Kesimpulanya, harta benda itu sebenarnya sejak awal diciptakannya adalah untuk suatu hikmah dan tujuan tertentu yakni digunakan untuk memenuhi segala macam kebutuhan makhluk hidup dan dalam realitasnya akan memunculkan banyak kemungkinan-kemungkinan. Kalau seseorang telah diharuskan mentasarrufkan hartanya untuk suatu hal, akan tetapi ternyata dia tidak mau mengeluarkannya maka ialah orang bakhil. Begitu juga sebaliknya orang yang menggunakan hartanya pada hal-hal yang dilarang agama maka ia dianggap tabdzir (menghambur-hamburkan harta). Dan diantara keduanya adalah wasath (sedengan. Jawa) yaitu berlaku ekonomis. Tidak terlalu menghambur-hamburkan harta juga tidak terlalu menahannya. Semua dipenuhi sesuai dengan porsi serta kebutuhannya.
Yang menjadi persoalan sekarang adalah harta benda itu wajib digunakan untuk apa saja? Ada dua macam kewajiban seseorang dalam penggunaan hartanya. Wajib atas dasar agama dan kewajiban karena harga diri (muru’ah) dan adat istiadat masyarakat (sosial). Dan dermawan yang sejati adalah orang yang tidak pernah mencegah hartanya untuk digunakan pada dua kewajiban tersebut. Kalau salah satu dari keduanya ada yang tidak dipenuhi maka dia telah dianggap sebagai seorang bakhil. Hanya saja orang yang mencegah harta untuk kewajiban syar’i seperti halnya zakat, menafkahi keluarga dan lain-lain itu dianggap lebih bakhil dari yang lain
Kondisi seperti ini diperparah dengan munculnya sikap bakhil / kikir disebabkan kecintaan mereka yang sangat berlebihan terhadap hartanya.
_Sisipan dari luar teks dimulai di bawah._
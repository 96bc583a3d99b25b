use alloc::vec::Vec;

use crate::time::{Expiration, Instant};

/// A sorted list of deadlines.
///
/// Every key owns at most one deadline. Timers fire in deadline order and timers with equal
/// deadlines fire in the order they were set; the list is never reordered otherwise.
#[derive(Debug, Clone)]
pub struct Timers<K> {
    list: Vec<Timer<K>>,
}

#[derive(Debug, Clone, Copy)]
struct Timer<K> {
    deadline: Instant,
    key: K,
}

impl<K: Copy + PartialEq> Timers<K> {
    pub fn new() -> Self {
        Timers { list: Vec::new() }
    }

    /// Arm the timer of `key`, replacing its previous deadline.
    pub fn set(&mut self, key: K, deadline: Instant) {
        self.cancel(key);
        let idx = self.list.iter()
            .position(|timer| timer.deadline > deadline)
            .unwrap_or(self.list.len());
        self.list.insert(idx, Timer { deadline, key });
    }

    /// Disarm the timer of `key`. Returns whether it was armed.
    pub fn cancel(&mut self, key: K) -> bool {
        match self.list.iter().position(|timer| timer.key == key) {
            Some(idx) => {
                self.list.remove(idx);
                true
            },
            None => false,
        }
    }

    pub fn deadline(&self, key: K) -> Option<Instant> {
        self.list.iter()
            .find(|timer| timer.key == key)
            .map(|timer| timer.deadline)
    }

    /// The earliest armed deadline.
    pub fn next(&self) -> Expiration {
        self.list.first()
            .map(|timer| Expiration::When(timer.deadline))
            .unwrap_or(Expiration::Never)
    }

    /// Take the earliest timer that has expired at `now`.
    pub fn expire(&mut self, now: Instant) -> Option<K> {
        match self.list.first() {
            Some(timer) if timer.deadline <= now => Some(self.list.remove(0).key),
            _ => None,
        }
    }

    pub fn len(&self) -> usize {
        self.list.len()
    }

    pub fn is_empty(&self) -> bool {
        self.list.is_empty()
    }
}

impl<K: Copy + PartialEq> Default for Timers<K> {
    fn default() -> Self {
        Timers::new()
    }
}

#[cfg(test)]
mod tests {
    use super::*;

    fn at(millis: i64) -> Instant {
        Instant::from_millis(millis)
    }

    #[test]
    fn fires_in_deadline_order() {
        let mut timers = Timers::new();
        timers.set('a', at(30));
        timers.set('b', at(10));
        timers.set('c', at(30));
        timers.set('d', at(20));
        assert_eq!(timers.next(), Expiration::When(at(10)));

        assert_eq!(timers.expire(at(5)), None);
        assert_eq!(timers.expire(at(40)), Some('b'));
        assert_eq!(timers.expire(at(40)), Some('d'));
        // Equal deadlines keep their insertion order.
        assert_eq!(timers.expire(at(40)), Some('a'));
        assert_eq!(timers.expire(at(40)), Some('c'));
        assert_eq!(timers.expire(at(40)), None);
        assert_eq!(timers.next(), Expiration::Never);
    }

    #[test]
    fn rearm_and_cancel() {
        let mut timers = Timers::new();
        timers.set(1u8, at(10));
        timers.set(2u8, at(20));
        timers.set(1u8, at(25));
        assert_eq!(timers.len(), 2);
        assert_eq!(timers.deadline(1), Some(at(25)));
        assert!(timers.cancel(2));
        assert!(!timers.cancel(2));
        assert_eq!(timers.expire(at(20)), None);
        assert_eq!(timers.expire(at(25)), Some(1));
        assert!(timers.is_empty());
    }
}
Lebih memprihatinkan manakala sifat yang seperti ini ada pada kaum muslimin yang beriman kepada Allah Subhanahu wa Ta’ala dan Rasul-Nya Shalallahu ‘alaihi wa Sallam. Padahal Allah Subhanahu wa Ta’ala telah menetapkan bahwa berinfaq merupakan salah satu sifat orang-orang yang bertaqwa sebagaimana firman-Nya (artinya):
“(yaitu) mereka yang beriman kepada yang ghaib, yang mendirikan shalat, dan menginfaqkan sebagian rizki yang Kami berikan kepada mereka.” (QS. Al Baqarah: 3)
Seorang muslim sejati pasti menginginkan dirinya meraih predikat taqwa. Sikap dermawan dan suka menginfaqkan harta kepada siapa saja yang membutuhkan merupakan cermin dari jujurnya keimanan dan taqwa yang ada pada seorang muslim. Dia sangat yakin akan janji-janji Allah Subhanahu wa Ta’ala dan Rasul-Nya Shalallahu ‘alaihi wa Sallam terhadap orang yang melakukan amalan besar ini, walaupun hal ini bertentangan dengan tabiat asal manusia yang gila harta.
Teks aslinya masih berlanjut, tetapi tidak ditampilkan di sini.